There is a positive commandment to remove chametz from one’s home as the Torah states: ‘By the first day (of the Festival) all chametz shall have been removed from your home.’ There are also two negative commandments regarding chametz, as it says in the Torah: ‘You shall not see and you shall not have in your possession.’ When the Torah speaks about removing Chametz, it means that one must consider any chametz that he owns as useless and worthless as dust. In addition to nullifying and disowning one’s chametz, our Sages rule that one must conduct a thorough search for any chametz that might be in his possession. Our sages teach that it is only after one searches for chametz in his house and removes it, that he is able to nullify it with sincere intent. Our Sages also command us to search all areas that Chametz might have been and remove it from one’s possession, in addition to nullifying it, for another reason. Since people are accustomed to eating Chametz year round, if the Chametz were to only be declared ownerless, but left in the house, a person might forgetfully come about this chametz on Passover and eat it. The physical searching for and removing of chametz, must be accompanied by declaring his chametz ownerless. This way, if he overlooks any chametz in his search, he will not be violating the transgression against owning chametz on Passover.
Every home should be thoroughly cleaned during the weeks before Passover. Every place where chametz may have been brought must be cleaned. Closets, cabinets, cupboards, desks, cars, furniture, bookcases etc. should be inspected. Even the pockets of clothing and books that are commonly used during eating should be searched. The final formal search is conducted the night before Passover eve. The head of the household conducts the search by the light of a candle. He checks all the places that have been cleaned already, even though he knows that there isn’t chametz there. He must check any place where there is a possibility that chametz might have been brought. Even rooms in the house such as the attic and bedrooms, where food is not normally eaten, must be checked, as there is a possibility that someone might have unintentionally brought food in there during the course of the year. After the search, the head of the household must formally renounce ownership of any undiscovered chametz in his possession. All chametz that is still in one’s possession, must be burned the next morning, before the deadline announced by the Rabbi.

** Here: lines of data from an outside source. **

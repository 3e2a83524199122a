//! The Session Registry: one relay per active lobby room.
//!
//! Rooms are created lazily on first join and evicted when the last
//! player leaves with no activity pending, or by the periodic idle
//! sweep. The registry also enforces the "one room per player at a
//! time" invariant and routes commands by membership.

use std::collections::HashMap;
use std::sync::Arc;

use quizforge_protocol::{ClientCommand, PlayerId, RoomId};

use crate::relay::{spawn_room, EventSender, RelayHandle, RoomInfo};
use crate::sources::{AnswerChecker, QuestionSource};
use crate::{LobbyConfig, LobbyError};

/// Default command channel size for room actors.
const DEFAULT_CHANNEL_SIZE: usize = 64;

/// Tracks every active room and which player is in which room.
///
/// Like the session manager, this is a plain-`HashMap` type owned
/// behind a single lock at the server layer — the registry itself
/// takes no locks.
pub struct LobbyRegistry {
    rooms: HashMap<RoomId, RelayHandle>,
    /// A player is in at most one room at a time (key invariant).
    player_rooms: HashMap<PlayerId, RoomId>,
    config: LobbyConfig,
    source: Arc<dyn QuestionSource>,
    checker: Arc<dyn AnswerChecker>,
}

impl LobbyRegistry {
    pub fn new(
        config: LobbyConfig,
        source: Arc<dyn QuestionSource>,
        checker: Arc<dyn AnswerChecker>,
    ) -> Self {
        Self {
            rooms: HashMap::new(),
            player_rooms: HashMap::new(),
            config,
            source,
            checker,
        }
    }

    /// Adds a player to a room, creating the room lazily if this is the
    /// first join for that id.
    pub async fn join(
        &mut self,
        player_id: PlayerId,
        room_id: RoomId,
        display_name: String,
        sender: EventSender,
    ) -> Result<(), LobbyError> {
        if let Some(current) = self.player_rooms.get(&player_id) {
            return Err(LobbyError::AlreadyInRoom(player_id, *current));
        }

        let handle = self.rooms.entry(room_id).or_insert_with(|| {
            tracing::info!(%room_id, "room created on first join");
            spawn_room(
                room_id,
                self.config.clone(),
                Arc::clone(&self.source),
                Arc::clone(&self.checker),
                DEFAULT_CHANNEL_SIZE,
            )
        });

        handle.join(player_id, display_name, sender).await?;
        self.player_rooms.insert(player_id, room_id);
        Ok(())
    }

    /// Removes a player from their current room. Evicts the room when
    /// it is left empty with no open activity.
    pub async fn leave(&mut self, player_id: PlayerId) -> Result<(), LobbyError> {
        let room_id = self
            .player_rooms
            .get(&player_id)
            .copied()
            .ok_or(LobbyError::NotInRoom(player_id))?;

        if let Some(handle) = self.rooms.get(&room_id) {
            handle.leave(player_id).await?;

            if let Ok(info) = handle.info().await {
                if info.player_count == 0 && !info.activity_open {
                    self.destroy(room_id).await?;
                }
            }
        }

        self.player_rooms.remove(&player_id);
        Ok(())
    }

    /// Routes a quiz command to the sender's room.
    pub async fn command(
        &self,
        player_id: PlayerId,
        command: ClientCommand,
    ) -> Result<(), LobbyError> {
        let handle = self.handle_for(player_id)?;
        handle.command(player_id, command).await
    }

    /// Reports a socket drop to the player's room, if they are in one.
    pub async fn dropped(&self, player_id: PlayerId) -> Result<(), LobbyError> {
        let handle = self.handle_for(player_id)?;
        handle.dropped(player_id).await
    }

    /// Reports a session resume to the player's room.
    pub async fn resumed(
        &self,
        player_id: PlayerId,
        sender: EventSender,
    ) -> Result<(), LobbyError> {
        let handle = self.handle_for(player_id)?;
        handle.resumed(player_id, sender).await
    }

    /// The room a player is currently in, if any.
    pub fn room_of(&self, player_id: &PlayerId) -> Option<RoomId> {
        self.player_rooms.get(player_id).copied()
    }

    /// Returns info about a specific room.
    pub async fn room_info(&self, room_id: RoomId) -> Result<RoomInfo, LobbyError> {
        let handle = self
            .rooms
            .get(&room_id)
            .ok_or(LobbyError::UnknownRoom(room_id))?;
        handle.info().await
    }

    /// Shuts a room down and drops every membership pointing at it.
    pub async fn destroy(&mut self, room_id: RoomId) -> Result<(), LobbyError> {
        let handle = self
            .rooms
            .remove(&room_id)
            .ok_or(LobbyError::UnknownRoom(room_id))?;

        let _ = handle.shutdown().await;
        self.player_rooms.retain(|_, rid| *rid != room_id);

        tracing::info!(%room_id, "room destroyed");
        Ok(())
    }

    /// Evicts rooms with nobody connected, no open activity, and no
    /// commands for at least the configured idle timeout. Call
    /// periodically from the server's sweep task. Returns the evicted
    /// room ids.
    pub async fn evict_idle(&mut self) -> Vec<RoomId> {
        let mut evicted = Vec::new();
        for (room_id, handle) in &self.rooms {
            if let Ok(info) = handle.info().await {
                if info.connected_count == 0
                    && !info.activity_open
                    && info.idle_for >= self.config.idle_timeout
                {
                    evicted.push(*room_id);
                }
            }
        }

        for room_id in &evicted {
            let _ = self.destroy(*room_id).await;
        }
        evicted
    }

    /// Number of active rooms.
    pub fn room_count(&self) -> usize {
        self.rooms.len()
    }

    /// All active room ids.
    pub fn room_ids(&self) -> Vec<RoomId> {
        self.rooms.keys().copied().collect()
    }

    fn handle_for(&self, player_id: PlayerId) -> Result<&RelayHandle, LobbyError> {
        let room_id = self
            .player_rooms
            .get(&player_id)
            .ok_or(LobbyError::NotInRoom(player_id))?;
        self.rooms
            .get(room_id)
            .ok_or(LobbyError::UnknownRoom(*room_id))
    }
}
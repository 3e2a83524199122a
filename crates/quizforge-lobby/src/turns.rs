//! The roster and the Turn Arbiter.
//!
//! Players keep their join-order slot for the whole session: a socket
//! drop flips `connected`, it never removes the record, so turn order
//! and scores survive reconnection. Only an explicit leave removes a
//! player.
//!
//! The arbiter rotates over *connected* players in join order. It is
//! re-evaluated (not merely incremented) whenever connection state
//! flips, so a returning player is eligible again at their original
//! position.

use std::time::Instant;

use quizforge_protocol::{PlayerId, PlayerInfo};

use crate::LobbyError;

/// One roster slot.
#[derive(Debug, Clone)]
pub struct PlayerRecord {
    pub id: PlayerId,
    pub display_name: String,
    pub connected: bool,
    pub last_seen_at: Instant,
}

/// Join-ordered player roster for one room.
#[derive(Debug, Clone, Default)]
pub struct Roster {
    players: Vec<PlayerRecord>,
}

impl Roster {
    pub fn new() -> Self {
        Self::default()
    }

    /// Appends a player in join order. Returns `false` if already present.
    pub fn add(&mut self, id: PlayerId, display_name: impl Into<String>) -> bool {
        if self.contains(id) {
            return false;
        }
        self.players.push(PlayerRecord {
            id,
            display_name: display_name.into(),
            connected: true,
            last_seen_at: Instant::now(),
        });
        true
    }

    /// Removes a player (explicit leave only). Returns `false` if absent.
    pub fn remove(&mut self, id: PlayerId) -> bool {
        let before = self.players.len();
        self.players.retain(|p| p.id != id);
        self.players.len() != before
    }

    /// Flips a player's connection state and refreshes `last_seen_at`.
    /// Returns `false` if the player is not on the roster.
    pub fn set_connected(&mut self, id: PlayerId, connected: bool) -> bool {
        match self.players.iter_mut().find(|p| p.id == id) {
            Some(record) => {
                record.connected = connected;
                record.last_seen_at = Instant::now();
                true
            }
            None => false,
        }
    }

    pub fn contains(&self, id: PlayerId) -> bool {
        self.players.iter().any(|p| p.id == id)
    }

    pub fn get(&self, id: PlayerId) -> Option<&PlayerRecord> {
        self.players.iter().find(|p| p.id == id)
    }

    pub fn display_name(&self, id: PlayerId) -> Option<&str> {
        self.get(id).map(|p| p.display_name.as_str())
    }

    pub fn is_connected(&self, id: PlayerId) -> bool {
        self.get(id).is_some_and(|p| p.connected)
    }

    pub fn len(&self) -> usize {
        self.players.len()
    }

    pub fn is_empty(&self) -> bool {
        self.players.is_empty()
    }

    pub fn connected_count(&self) -> usize {
        self.players.iter().filter(|p| p.connected).count()
    }

    /// The roster as broadcast in the `users` event.
    pub fn infos(&self) -> Vec<PlayerInfo> {
        self.players
            .iter()
            .map(|p| PlayerInfo {
                id: p.id,
                display_name: p.display_name.clone(),
                connected: p.connected,
            })
            .collect()
    }

    fn position(&self, id: PlayerId) -> Option<usize> {
        self.players.iter().position(|p| p.id == id)
    }
}

// ---------------------------------------------------------------------------
// Turn Arbiter
// ---------------------------------------------------------------------------

/// Rotates to the next connected player in join order after `current`,
/// skipping disconnected players. With no connected players the room
/// pauses (`None`). With exactly one connected player the turn stays
/// with them.
pub fn next_turn(roster: &Roster, current: Option<PlayerId>) -> Option<PlayerId> {
    if roster.connected_count() == 0 {
        return None;
    }

    let start = match current.and_then(|id| roster.position(id)) {
        Some(pos) => pos + 1,
        // Current player unknown (left, or no turn assigned yet):
        // start the scan from the top of the join order.
        None => 0,
    };

    let n = roster.players.len();
    (0..n)
        .map(|offset| &roster.players[(start + offset) % n])
        .find(|p| p.connected)
        .map(|p| p.id)
}

/// Re-evaluates the turn after a connection flip or roster change.
///
/// Keeps `current` if that player is still present and connected;
/// otherwise advances past them. A paused room (no active player)
/// resumes at the first connected player in join order.
pub fn reevaluate(roster: &Roster, current: Option<PlayerId>) -> Option<PlayerId> {
    match current {
        Some(id) if roster.is_connected(id) => Some(id),
        _ => next_turn(roster, current),
    }
}

/// Rejects state-mutating commands from anyone but the active player.
pub fn ensure_turn(active: Option<PlayerId>, player: PlayerId) -> Result<(), LobbyError> {
    if active == Some(player) {
        Ok(())
    } else {
        Err(LobbyError::NotYourTurn(player))
    }
}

After the burning, the head of the household makes a final declaration, declaring that his chametz is nullified and ownerless.

If one cannot dispose of all of his chametz before the approach of Passover or if a person owns a considerable quantity of chametz, which if disposed of, would cause him a big financial loss, he may arrange for a sale of the chametz to a non-Jew. All of the chametz in one’s possession should be collected and stored away. Additionally, one should store away all of the dishes and silverware that he uses for chametz throughout the year, unless he intends to make those utensils kosher for Passover. The chametz in the dishes and silverware are also sold to the non-Jew. You should then authorize your Rabbi to draw up a bill of sale and negotiate the transfer to a non-Jew. The transaction is a completely legal one, giving the non-Jew all right of ownership over the chametz that has been sold to him. After Passover, the chametz is repurchased from the non-Jew.

Since we are not permitted to have any trace of chametz in our food during Passover, special attention must be given to dishes and utensils. It is of course best to use utensils especially set aside for Passover use. However, under certain conditions, some of the utensils used throughout the year, may also be used on Passover. They must be ‘kashered’ or prepared in a special manner for Passover use. China, plastic dishes and earthenware cannot be kashered. Utensils with glued-on handles or containing dents that cannot be cleansed properly cannot be kashered. The laws of kashering are many and varied. In all cases, when kashering becomes necessary, consult your Rabbi.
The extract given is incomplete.